Another approach is reimbursing doctors and hospitals more for providing higher value care rather than simply reimbursing based on the volume of care, Elmendorf continued. Conrad interrupted, saying he is particularly interested in that approach. “If you reimbursed based on the number of procedures, you’re going to get a lot of procedures,” Conrad said. Elmendorf said that one tactic is to put doctors on the payroll and to pay them salaries. That results in “30 percent less health care,” he said.

If doctors practice independently, “bonus-eligible organizations” could be formed in which doctors figure out how to work together to provide more efficient care, sharing resulting savings with the government in the case of treating Medicare patients for example.

Conrad said he is “intrigued” by the idea of paying such incentives to doctors. “I think we’ve got to have a carrot approach here, to make it attractive for them so they are in on the solution and they feel that they’re being treated fairly,” he said.
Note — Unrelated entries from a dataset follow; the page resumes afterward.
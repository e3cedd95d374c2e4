use crate::category::Category;
use crate::error::{FetchError, InstallerError, Result};
use crate::fetch::{Fetcher, GitFetcher};
use crate::paths::InstallPaths;
use crate::plan::{InstallPlan, Instruction};
use crate::report::{InstallReport, ItemReport, Outcome};
use crate::repository::{self, RepositorySpec, DEFAULT_HOST};
use std::collections::HashSet;
use std::path::{Path, PathBuf};
use walkdir::WalkDir;

/// File extensions treated as installable fonts (compared case-insensitively)
pub const FONT_EXTENSIONS: &[&str] = &["ttf", "otf", "ttc"];

/// What to do when a single clone fails
#[derive(Debug, Clone, Copy, PartialEq, Eq, Default)]
pub enum FailurePolicy {
    /// Record the failure and keep going
    #[default]
    BestEffort,
    /// Abort on the first failure, including a missing target directory
    FailFast,
}

/// Configuration for the installer
#[derive(Debug, Clone)]
pub struct InstallerConfig {
    /// Prefix short-form identifiers are resolved against
    pub host_prefix: String,
    pub policy: FailurePolicy,
}

impl Default for InstallerConfig {
    fn default() -> Self {
        Self {
            host_prefix: DEFAULT_HOST.to_string(),
            policy: FailurePolicy::BestEffort,
        }
    }
}

/// Main installer struct
pub struct Installer<F = GitFetcher> {
    paths: InstallPaths,
    config: InstallerConfig,
    fetcher: F,
}

/// Checkout paths handed out during one run
type Claimed = HashSet<PathBuf>;

impl<F: Fetcher> Installer<F> {
    pub fn with_fetcher(paths: InstallPaths, config: InstallerConfig, fetcher: F) -> Self {
        Self {
            paths,
            config,
            fetcher,
        }
    }

    /// Get the installation paths
    pub fn paths(&self) -> &InstallPaths {
        &self.paths
    }

    pub fn fetcher(&self) -> &F {
        &self.fetcher
    }

    /// Run every instruction of `plan` against the target directory.
    ///
    /// A missing target directory skips the whole run with a warning, unless
    /// the policy is fail-fast, where it is an error.
    pub async fn install_into(&self, plan: &InstallPlan) -> Result<InstallReport> {
        let mut report = InstallReport::default();
        let target = self.paths.target();

        if !target.is_dir() {
            if self.config.policy == FailurePolicy::FailFast {
                return Err(InstallerError::TargetMissing(target.to_path_buf()));
            }
            log::warn!(
                "Target directory {} does not exist, nothing installed",
                target.display()
            );
            report.target_missing = true;
            return Ok(report);
        }

        log::info!(
            "Installing {} repositories into {}",
            plan.fetch_count(),
            target.display()
        );

        let mut claimed = Claimed::new();
        for instruction in &plan.instructions {
            let part = match instruction {
                Instruction::CloneLibrary { id } => {
                    self.clone_libraries(std::slice::from_ref(id), &mut claimed)
                        .await?
                }
                Instruction::InstallFonts { ids } => self.install_fonts(ids).await?,
            };
            report.merge(part);
        }

        Ok(report)
    }

    /// Resolved clone url and checkout path for `id` inside `dir`
    pub fn destination(
        &self,
        id: &RepositorySpec,
        dir: &Path,
    ) -> std::result::Result<(String, PathBuf), FetchError> {
        let url = id.resolve(&self.config.host_prefix);
        let name = repository::folder_name(&url);
        if !repository::is_valid_folder_name(&name) {
            return Err(FetchError::InvalidName { url, name });
        }
        let path = InstallPaths::checkout_dir(dir, &name);
        Ok((url, path))
    }

    /// Clone `id` into `<dir>/<name>`. An existing checkout is left untouched.
    pub async fn fetch(
        &self,
        id: &RepositorySpec,
        dir: &Path,
    ) -> std::result::Result<Outcome, FetchError> {
        let (url, path) = self.destination(id, dir)?;

        if path.exists() {
            log::info!("{} already present at {}", id, path.display());
            return Ok(Outcome::AlreadyPresent);
        }

        log::info!("Cloning {} into {}", url, path.display());
        self.fetcher.fetch(&url, &path).await?;
        Ok(Outcome::Cloned)
    }

    /// Create the library directory if needed and clone each identifier into it
    pub async fn install_libraries(&self, ids: &[RepositorySpec]) -> Result<InstallReport> {
        self.clone_libraries(ids, &mut Claimed::new()).await
    }

    async fn clone_libraries(
        &self,
        ids: &[RepositorySpec],
        claimed: &mut Claimed,
    ) -> Result<InstallReport> {
        let mut report = InstallReport::default();
        let lisp_dir = self.paths.lisp_dir();
        InstallPaths::ensure_dir(&lisp_dir)?;

        for id in ids {
            self.fetch_recorded(Category::Lisp, id, &lisp_dir, claimed, &mut report)
                .await?;
        }

        Ok(report)
    }

    /// Clone font repositories into a staging directory and copy every font
    /// file found there into the platform font directory.
    ///
    /// Each repository gets its own `<staging>/<index>` directory. The staging
    /// directory is removed on every return path.
    pub async fn install_fonts(&self, ids: &[RepositorySpec]) -> Result<InstallReport> {
        let mut report = InstallReport::default();

        let Some(font_dir) = self.paths.font_dir() else {
            report.notice(format!(
                "Installing fonts on {} is not supported yet. Skipping.",
                self.paths.platform()
            ));
            return Ok(report);
        };

        log::info!("Font directory {}", font_dir.display());
        InstallPaths::ensure_dir(&font_dir)?;

        let staging = tempfile::Builder::new()
            .prefix("dotfiles-fonts-")
            .tempdir()
            .map_err(|source| InstallerError::DirectoryCreation {
                path: std::env::temp_dir(),
                source,
            })?;
        log::debug!("Staging fonts in {}", staging.path().display());

        let mut claimed = Claimed::new();
        for (index, id) in ids.iter().enumerate() {
            let slot = staging.path().join(index.to_string());
            std::fs::create_dir(&slot).map_err(|source| InstallerError::DirectoryCreation {
                path: slot.clone(),
                source,
            })?;
            self.fetch_recorded(Category::Font, id, &slot, &mut claimed, &mut report)
                .await?;
        }

        for font in find_fonts(staging.path())? {
            let Some(name) = font.file_name() else {
                continue;
            };
            let dest = font_dir.join(name);
            std::fs::copy(&font, &dest).map_err(|source| InstallerError::Copy {
                from: font.clone(),
                to: dest.clone(),
                source,
            })?;
            log::info!("Installed font {}", dest.display());
            if !report.fonts.contains(&dest) {
                report.fonts.push(dest);
            }
        }

        staging.close()?;
        Ok(report)
    }

    /// Fetch one item and record its outcome, applying the failure policy.
    /// A checkout path already handed out earlier in the run is a failure.
    async fn fetch_recorded(
        &self,
        category: Category,
        id: &RepositorySpec,
        dir: &Path,
        claimed: &mut Claimed,
        report: &mut InstallReport,
    ) -> Result<()> {
        let url = id.resolve(&self.config.host_prefix);

        let (destination, result) = match self.destination(id, dir) {
            Ok((_, path)) => {
                let result = if claimed.insert(path.clone()) {
                    self.fetch(id, dir).await
                } else {
                    Err(FetchError::DestinationTaken {
                        url: url.clone(),
                        path: path.clone(),
                    })
                };
                (path, result)
            }
            Err(e) => (dir.to_path_buf(), Err(e)),
        };

        let outcome = match result {
            Ok(outcome) => outcome,
            Err(e) if self.config.policy == FailurePolicy::FailFast => return Err(e.into()),
            Err(e) => {
                log::warn!("{}", e);
                Outcome::Failed {
                    message: e.to_string(),
                }
            }
        };

        report.record(ItemReport {
            category,
            id: id.clone(),
            url,
            destination,
            outcome,
        });
        Ok(())
    }
}

/// Font files anywhere under `dir`, skipping `.git` directories, sorted
pub fn find_fonts(dir: &Path) -> Result<Vec<PathBuf>> {
    let mut fonts = Vec::new();

    let walker = WalkDir::new(dir)
        .into_iter()
        .filter_entry(|e| e.file_name() != ".git");

    for entry in walker {
        let entry = entry.map_err(std::io::Error::from)?;
        if !entry.file_type().is_file() {
            continue;
        }
        if is_font(entry.path()) {
            fonts.push(entry.into_path());
        }
    }

    fonts.sort();
    Ok(fonts)
}

fn is_font(path: &Path) -> bool {
    path.extension()
        .and_then(|ext| ext.to_str())
        .map(|ext| FONT_EXTENSIONS.iter().any(|f| ext.eq_ignore_ascii_case(f)))
        .unwrap_or(false)
}
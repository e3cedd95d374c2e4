//! Loading of the `repositories:` YAML manifest.

use crate::category::Category;
use crate::error::{InstallerError, Result};
use crate::repository::{self, RepositorySpec};
use serde::Deserialize;
use std::path::Path;

/// Parsed manifest file
#[derive(Debug, Clone, Default, Deserialize)]
#[serde(deny_unknown_fields)]
pub struct Manifest {
    /// Overrides the default host prefix for short-form identifiers
    #[serde(default)]
    pub host: Option<String>,
    pub repositories: Repositories,
}

/// Repository identifiers grouped by category, in file order
#[derive(Debug, Clone, Default, Deserialize)]
#[serde(deny_unknown_fields)]
pub struct Repositories {
    #[serde(default)]
    lisp: Option<Vec<RepositorySpec>>,
    #[serde(default)]
    font: Option<Vec<RepositorySpec>>,
}

impl Repositories {
    /// Identifiers listed for `category`; a missing or null key is empty
    pub fn get(&self, category: Category) -> &[RepositorySpec] {
        let list = match category {
            Category::Lisp => &self.lisp,
            Category::Font => &self.font,
        };
        list.as_deref().unwrap_or(&[])
    }
}

impl Manifest {
    /// Read and validate a manifest from disk
    pub fn load(path: &Path) -> Result<Self> {
        let content = std::fs::read_to_string(path).map_err(|e| InstallerError::Config {
            path: path.to_path_buf(),
            message: e.to_string(),
        })?;

        Self::parse(&content).map_err(|message| InstallerError::Config {
            path: path.to_path_buf(),
            message,
        })
    }

    /// Parse manifest text. Errors are returned as plain messages so the
    /// caller can attach the file they came from.
    pub fn parse(content: &str) -> std::result::Result<Self, String> {
        let manifest: Manifest = serde_yaml::from_str(content).map_err(|e| e.to_string())?;

        for category in Category::all() {
            for (index, spec) in manifest.repositories.get(*category).iter().enumerate() {
                if spec.as_str().trim().is_empty() {
                    return Err(format!(
                        "repositories.{}[{}] is an empty identifier",
                        category.name(),
                        index
                    ));
                }
                if !repository::is_valid_folder_name(&spec.folder_name()) {
                    return Err(format!(
                        "repositories.{}[{}] ({}) does not name a folder to clone into",
                        category.name(),
                        index,
                        spec
                    ));
                }
            }
        }

        Ok(manifest)
    }
}

#[cfg(test)]
mod tests {
    use super::*;
    use std::io::Write;

    #[test]
    fn test_parse_full() {
        let manifest = Manifest::parse(
            r#"
host: https://example.org
repositories:
  lisp:
    - user1/pkg-a
    - user2/pkg-b
  font:
    - adobe-fonts/source-code-pro
"#,
        )
        .unwrap();

        assert_eq!(manifest.host.as_deref(), Some("https://example.org"));
        let lisp: Vec<&str> = manifest
            .repositories
            .get(Category::Lisp)
            .iter()
            .map(|s| s.as_str())
            .collect();
        assert_eq!(lisp, vec!["user1/pkg-a", "user2/pkg-b"]);
        assert_eq!(manifest.repositories.get(Category::Font).len(), 1);
    }

    #[test]
    fn test_missing_and_null_categories_are_empty() {
        let manifest = Manifest::parse("repositories:\n  lisp:\n").unwrap();
        assert!(manifest.repositories.get(Category::Lisp).is_empty());
        assert!(manifest.repositories.get(Category::Font).is_empty());
        assert!(manifest.host.is_none());
    }

    #[test]
    fn test_unknown_category_rejected() {
        let err = Manifest::parse("repositories:\n  themes:\n    - a/b\n").unwrap_err();
        assert!(err.contains("themes"), "{err}");
    }

    #[test]
    fn test_missing_repositories_key_rejected() {
        assert!(Manifest::parse("host: https://example.org\n").is_err());
    }

    #[test]
    fn test_blank_identifier_rejected() {
        let err = Manifest::parse("repositories:\n  font:\n    - '  '\n").unwrap_err();
        assert!(err.contains("repositories.font[0]"), "{err}");
    }

    #[test]
    fn test_identifier_without_folder_name_rejected() {
        for id in ["owner/.git", "owner/..", ".git", "owner/."] {
            let yaml = format!("repositories:\n  lisp:\n    - a/ok\n    - '{id}'\n");
            let err = Manifest::parse(&yaml).unwrap_err();
            assert!(err.contains("repositories.lisp[1]"), "{id}: {err}");
        }
    }

    #[test]
    fn test_load_reports_path() {
        let mut file = tempfile::NamedTempFile::new().unwrap();
        writeln!(file, "repositories: [not, a, mapping]").unwrap();

        match Manifest::load(file.path()) {
            Err(InstallerError::Config { path, .. }) => assert_eq!(path, file.path()),
            other => panic!("expected config error, got {other:?}"),
        }
    }

    #[test]
    fn test_load_missing_file() {
        let dir = tempfile::TempDir::new().unwrap();
        let result = Manifest::load(&dir.path().join("repos.yml"));
        assert!(matches!(result, Err(InstallerError::Config { .. })));
    }
}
In his testimony, Elmendorf expressed skepticism about big savings from a variety of approaches to reining in costs, including better preventive care and wider use of health information technology. That drew a tough line of questioning from Sen. Sheldon Whitehouse, D-R.I., who said CBO analyses do not take into account the effects of varying approaches “interacting dynamically.” Whitehouse drew a parallel to a toaster, a plug and a piece of bread. The three by themselves have no impact but if the bread is put in the toaster and the toaster is plugged in, the result is toast. Similarly, if doctors and hospitals have financial incentives to use health information technology, the result is major savings on health costs, Whitehouse suggested.

“I agree completely with your concerns,” Elmendorf responded, adding that CBO in many cases must make cost impact estimates based on “weak evidence. “I don’t think our numbers should be the ultimate determinants” of what lawmakers vote for or against, he said. He agreed with Whitehouse that lawmakers must take “leaps of faith” in assembling a cost control strategy but said “our expertise could be very valuable in judging what leaps to take.” Elmendorf endorsed trying “a set of things” instead of relying on a single “silver bullet,” saying some elements could be “duds” while others work out better than expected.

Widening Coverage

Elmendorf said the nation could obtain “near universal coverage” by pooling together people with high and low risks of incurring health costs, offering subsidies to make insurance affordable to families with lower incomes and mandating that individuals carry coverage or by creating a process to simplify enrollment in health plans. Achieving universal coverage based on subsidies alone would be expensive because they would have to cover a big chunk of premium costs, he said. Without changes in policy, the number of uninsured will rise from at least 45 million in 2009 to 54 million in 2019, he said.

Wyden took heart form Elmendorf’s testimony. Without commenting specifically on Wyden’s plan, it suggested that his approach to funding universal coverage might generate growing savings. The CBO has scored the cost of the Wyden plan, which adjusts the exclusion of employer-paid premiums, as budget-neutral. Elmendorf observed in his testimony that savings from eliminating or adjusting the current tax exclusion “would grow steadily because the revenue losses that stem from that exclusion are rising at the same rate as health care costs.”

Conrad said the Wyden proposal is a “real contribution” because of its CBO scoring. But he added after the hearing that there are “real issues” with the Wyden plan, expressing concern about its impact on employer-based health insurance.